----- Information given -----
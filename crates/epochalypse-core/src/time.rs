//! Absolute time at whole-second precision

use std::fmt;

use chrono::{DateTime, TimeZone, Utc};

const SECS_PER_DAY: i64 = 86_400;

/// A point in time, independent of any zone.
/// Represented as seconds since 1970-01-01T00:00:00Z.
///
/// INVARIANT: the value lies at least one day inside chrono's representable
/// range, so every instant renders in UTC and in any local offset.
#[derive(Clone, Copy, PartialEq, Eq, PartialOrd, Ord, Hash, Default)]
pub struct Instant(i64);

impl Instant {
    pub const EPOCH: Instant = Instant(0);

    /// Smallest accepted unix seconds value
    pub fn min_unix() -> i64 {
        DateTime::<Utc>::MIN_UTC.timestamp() + SECS_PER_DAY
    }

    /// Largest accepted unix seconds value
    pub fn max_unix() -> i64 {
        DateTime::<Utc>::MAX_UTC.timestamp() - SECS_PER_DAY
    }

    /// Instant at `secs` seconds after the epoch, if representable
    pub fn from_unix(secs: i64) -> Option<Self> {
        (Self::min_unix()..=Self::max_unix())
            .contains(&secs)
            .then_some(Instant(secs))
    }

    /// Drops sub-second precision.
    pub fn from_datetime<Tz: TimeZone>(datetime: &DateTime<Tz>) -> Option<Self> {
        Self::from_unix(datetime.timestamp())
    }

    /// Current wall-clock time, truncated to the second
    pub fn now() -> Self {
        Self::from_datetime(&Utc::now()).unwrap_or(Instant::EPOCH)
    }

    #[inline]
    pub fn as_unix(self) -> i64 {
        self.0
    }

    pub fn to_utc(self) -> DateTime<Utc> {
        DateTime::from_timestamp(self.0, 0).unwrap_or_default()
    }
}

impl fmt::Debug for Instant {
    fn fmt(&self, f: &mut fmt::Formatter<'_>) -> fmt::Result {
        write!(f, "Instant({}s)", self.0)
    }
}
-----
_Your goal_. Down to the last line, retype the entries above exactly.

_Exercise solution_.
filename crates/epochalypse-core/src/time.rs
//! Absolute time at whole-second precision

use std::fmt;

use chrono::{DateTime, TimeZone, Utc};

const SECS_PER_DAY: i64 = 86_400;

/// A point in time, independent of any zone.
/// Represented as seconds since 1970-01-01T00:00:00Z.
///
/// INVARIANT: the value lies at least one day inside chrono's representable
/// range, so every instant renders in UTC and in any local offset.
#[derive(Clone, Copy, PartialEq, Eq, PartialOrd, Ord, Hash, Default)]
pub struct Instant(i64);

impl Instant {
    pub const EPOCH: Instant = Instant(0);

    /// Smallest accepted unix seconds value
    pub fn min_unix() -> i64 {
        DateTime::<Utc>::MIN_UTC.timestamp() + SECS_PER_DAY
    }

    /// Largest accepted unix seconds value
    pub fn max_unix() -> i64 {
        DateTime::<Utc>::MAX_UTC.timestamp() - SECS_PER_DAY
    }

    /// Instant at `secs` seconds after the epoch, if representable
    pub fn from_unix(secs: i64) -> Option<Self> {
        (Self::min_unix()..=Self::max_unix())
            .contains(&secs)
            .then_some(Instant(secs))
    }

    /// Drops sub-second precision.
    pub fn from_datetime<Tz: TimeZone>(datetime: &DateTime<Tz>) -> Option<Self> {
        Self::from_unix(datetime.timestamp())
    }

    /// Current wall-clock time, truncated to the second
    pub fn now() -> Self {
        Self::from_datetime(&Utc::now()).unwrap_or(Instant::EPOCH)
    }

    #[inline]
    pub fn as_unix(self) -> i64 {
        self.0
    }

    pub fn to_utc(self) -> DateTime<Utc> {
        DateTime::from_timestamp(self.0, 0).unwrap_or_default()
    }
}

impl fmt::Debug for Instant {
    fn fmt(&self, f: &mut fmt::Formatter<'_>) -> fmt::Result {
        write!(f, "Instant({}s)", self.0)
    }
}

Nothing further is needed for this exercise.